Diabetes Prediction using Machine Learning Algorithms with Performance metrics and Holdout method on Egyptian dataset
DOI:
https://doi.org/10.21015/vtse.v14i2.2375Abstract
Diabetes is a non-communicable disease affecting people of all ages worldwide, therefore, early detection using machine learning techniques is crucial. This study aims to predict diabetes using multiple machine learning algorithms, performance metrics, and holdout validation on an Egyptian dataset. The dataset was divided into four age groups, including paediatric, early adulthood, middle age, and geriatric. Ten algorithms were applied and validated using 80:20, 70:30, and 60:40 split ratios with accuracy, precision, and recall as evaluation metrics.

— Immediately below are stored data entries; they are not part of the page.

// Copyright 2020 - developers of the `tlgram` project.
//
// Licensed under the Apache License, Version 2.0 <LICENSE-APACHE or
// https://www.apache.org/licenses/LICENSE-2.0> or the MIT license
// <LICENSE-MIT or https://opensource.org/licenses/MIT>, at your
// option. This file may not be copied, modified, or distributed
// except according to those terms.
use snafu::Snafu;

/// Failure while decrypting an incoming [`crate::SecretChat`] message.
#[derive(Snafu, Debug, Clone, PartialEq)]
#[snafu(visibility(pub(crate)))]
#[snafu(module(decrypt_error))]
pub enum DecryptError {
    #[snafu(display("message is too short to contain a fingerprint and message key"))]
    Truncated,

    #[snafu(display("message fingerprint does not match the current key or, during a key \
        exchange, the pending one"))]
    FingerprintMismatch,

    #[snafu(display("recomputed message key does not match the one in the message"))]
    MessageKeyMismatch,

    #[snafu(display("decrypted payload is not a well-formed decrypted message layer"))]
    Malformed,

    #[snafu(display("decrypted message carries a different random_id than the envelope"))]
    RandomIdMismatch,
}

/// Failure while validating `in_seq_no`/`out_seq_no` on an incoming message.
#[derive(Snafu, Debug, Clone, Copy, PartialEq, Eq)]
#[snafu(visibility(pub(crate)))]
#[snafu(module(seq_error))]
pub enum SeqError {
    #[snafu(display("peer's raw sequence numbers have the wrong parity for their admin role"))]
    BadParity,

    #[snafu(display("peer claims we have seen out_seq_no {claimed}, but we only sent up to {ours}"))]
    AckTooHigh { claimed: i32, ours: i32 },

    #[snafu(display(
        "message out_seq_no {out_seq_no} is at or before our in_seq_no {in_seq_no}, duplicate or replay"
    ))]
    AlreadySeen { out_seq_no: i32, in_seq_no: i32 },
}

/// Failure in the initial (creator/participant) Diffie-Hellman handshake.
#[derive(Snafu, Debug, Clone, PartialEq)]
#[snafu(visibility(pub(crate)))]
#[snafu(module(handshake_error))]
pub enum HandshakeError {
    #[snafu(display("g, g_a or g_b is outside of the safe [1+eps, p-1-eps] range"))]
    UnsafeGParam,

    #[snafu(display("the dh_config's prime is not usable"))]
    BadPrime,

    #[snafu(display("server returned key_fingerprint {server}, but we computed {ours}"))]
    FingerprintMismatch { server: i64, ours: i64 },
}

/// Failure while driving the PFS re-keying state machine.
#[derive(Snafu, Debug, Clone, PartialEq)]
#[snafu(visibility(pub(crate)))]
#[snafu(module(key_exchange_error))]
pub enum KeyExchangeError {
    #[snafu(display("a key exchange is already in progress"))]
    AlreadyInProgress,

    #[snafu(display("no key exchange is in progress"))]
    NotInProgress,

    #[snafu(display("exchange_id {incoming} does not match the in-progress exchange {ours}"))]
    ExchangeIdMismatch { incoming: i64, ours: i64 },

    #[snafu(display("received {action} in exchange state {state:?}"))]
    UnexpectedAction {
        action: &'static str,
        state: crate::chat::ExchangeState,
    },

    #[snafu(display("{source}"))]
    Handshake { source: HandshakeError },
}
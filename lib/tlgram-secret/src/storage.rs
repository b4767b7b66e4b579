// Copyright 2020 - developers of the `tlgram` project.
//
// Licensed under the Apache License, Version 2.0 <LICENSE-APACHE or
// https://www.apache.org/licenses/LICENSE-2.0> or the MIT license
// <LICENSE-MIT or https://opensource.org/licenses/MIT>, at your
// option. This file may not be copied, modified, or distributed
// except according to those terms.

//! The interface an embedder implements to persist messages this crate
//! cannot yet fully process: outgoing messages the peer has not yet
//! acknowledged, and incoming ones that arrived ahead of a hole in the
//! sequence. Actually storing them on disk (or wherever) is out of scope
//! here; this crate only needs to read and prune them back.

/// Which side produced an [`UnconfirmedMessage`].
#[derive(Debug, Clone, Copy, PartialEq, Eq)]
pub enum SecretMessageDirection {
    Outgoing,
    Incoming,
}

/// A message kept around because its place in the sequence is not yet
/// settled: an outgoing one the peer hasn't acknowledged via `in_seq_no`
/// yet, or an incoming one received ahead of a gap we're still waiting to
/// have filled.
#[derive(Debug, Clone, PartialEq)]
pub struct UnconfirmedMessage {
    pub message_id: i64,
    pub date: i64,
    pub chat_id: i32,
    pub in_seq_no: i32,
    pub out_seq_no: i32,
    pub direction: SecretMessageDirection,
    /// The raw, still-encrypted `decryptedMessageLayer` blob (or, for an
    /// incoming message pending a hole-fill, its already-decrypted bytes),
    /// so it can be replayed or re-submitted without the original caller's
    /// involvement.
    pub blob: Vec<u8>,
}

/// Backs the bookkeeping in [`crate::chat::SecretChat`] for messages that
/// are not yet fully confirmed in both directions.
///
/// Implementations are expected to be cheap to clone or otherwise shareable,
/// since a single store commonly backs every secret chat a client has open.
pub trait SecretMessageStorage: Send + Sync {
    fn store_message(&self, message: UnconfirmedMessage);

    fn update_message(&self, message: UnconfirmedMessage);

    /// Messages for `chat_id` in the given direction whose `out_seq_no` (or,
    /// for incoming ones, `in_seq_no`) falls in `seq_no_start..=seq_no_end`.
    /// Pass `seq_no_end = -1` for an open-ended upper bound.
    fn load_messages_by_seq_no(
        &self,
        chat_id: i32,
        seq_no_start: i32,
        seq_no_end: i32,
        direction: SecretMessageDirection,
    ) -> Vec<UnconfirmedMessage>;

    fn remove_messages_by_seq_no(
        &self,
        chat_id: i32,
        seq_no_start: i32,
        seq_no_end: i32,
        direction: SecretMessageDirection,
    );
}
// Copyright 2020 - developers of the `tlgram` project.
//
// Licensed under the Apache License, Version 2.0 <LICENSE-APACHE or
// https://www.apache.org/licenses/LICENSE-2.0> or the MIT license
// <LICENSE-MIT or https://opensource.org/licenses/MIT>, at your
// option. This file may not be copied, modified, or distributed
// except according to those terms.
use super::{PackedChat, PackedType};
use tlgram_tl_types as tl;
use std::collections::HashMap;

/// In-memory chat cache, mapping peers to their respective access hashes.
pub struct ChatHashCache {
    // As far as I've observed, user, chat and channel IDs cannot collide,
    // but it will be an interesting moment if they ever do.
    hash_map: HashMap<i64, (i64, PackedType)>,
    self_id: Option<i64>,
    self_bot: bool,
}
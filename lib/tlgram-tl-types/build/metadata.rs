use std::collections::HashSet;

use tlgram_tl_parser::tl::{Definition, ParameterType};

/// Additional metadata required by several parts of the generation.
pub(crate) struct Metadata<'a> {
    recursing_defs: HashSet<u32>,
}

impl Metadata {
    pub fn new(definitions: &[Definition]) -> Self {
        let mut metadata = Self {
            recursing_defs: HashSet::new(),
        };

        definitions.into_iter().for_each(|d| {
            if d.params.iter().any(|p| match &p.ty {
                ParameterType::Flags => false,
                ParameterType::Normal { ty, .. } => {
                    ty.namespace == d.ty.namespace && ty.name == d.ty.name
                }
            }) {
                metadata.recursing_defs.insert(d.id);
            }
        });

        metadata
    }

    /// Returns `true` if any of the parameters of `Definition` are of the
    /// same type as the `Definition` itself (meaning it recurses).
    pub fn is_recursive_def(&self, def: &Definition) -> bool {
        self.recursing_defs.contains(&def.id)
    }
}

Results showed that Random Forest, Extra Trees, and Support Vector Machine performed best in the paediatric group, while Gradient Boosting, Random Forest, and Support Vector Machine achieved superior performance in early adulthood, middle age, and geriatric groups. In contrast, Decision Tree, K-Nearest Neighbors, and AdaBoost consistently demonstrated lower performance. Further analysis reveals that classification performance varies significantly across age groups, with the middle age and geriatric groups achieving the highest accuracy above 0.99, followed by the paediatric group 0.98–0.99, while early adulthood exhibits comparatively lower performance due to increased class overlap. Confusion matrix results indicate strong diagonal dominance in higher-performing groups, reflecting better class separability, whereas performance heatmaps confirm that top models maintain a balanced trade-off between accuracy, precision, and recall with minimal variation across different data splits. Feature importance analysis shows that higher performing models rely on a small number of dominant predictors, particularly in the middle age and geriatric groups, while more distributed feature contributions in early adulthood reduce predictive effectiveness. Therefore, the findings demonstrate that ensemble methods provide robust and consistent performance, and that age-based dataset segmentation enhances classification accuracy and model stability.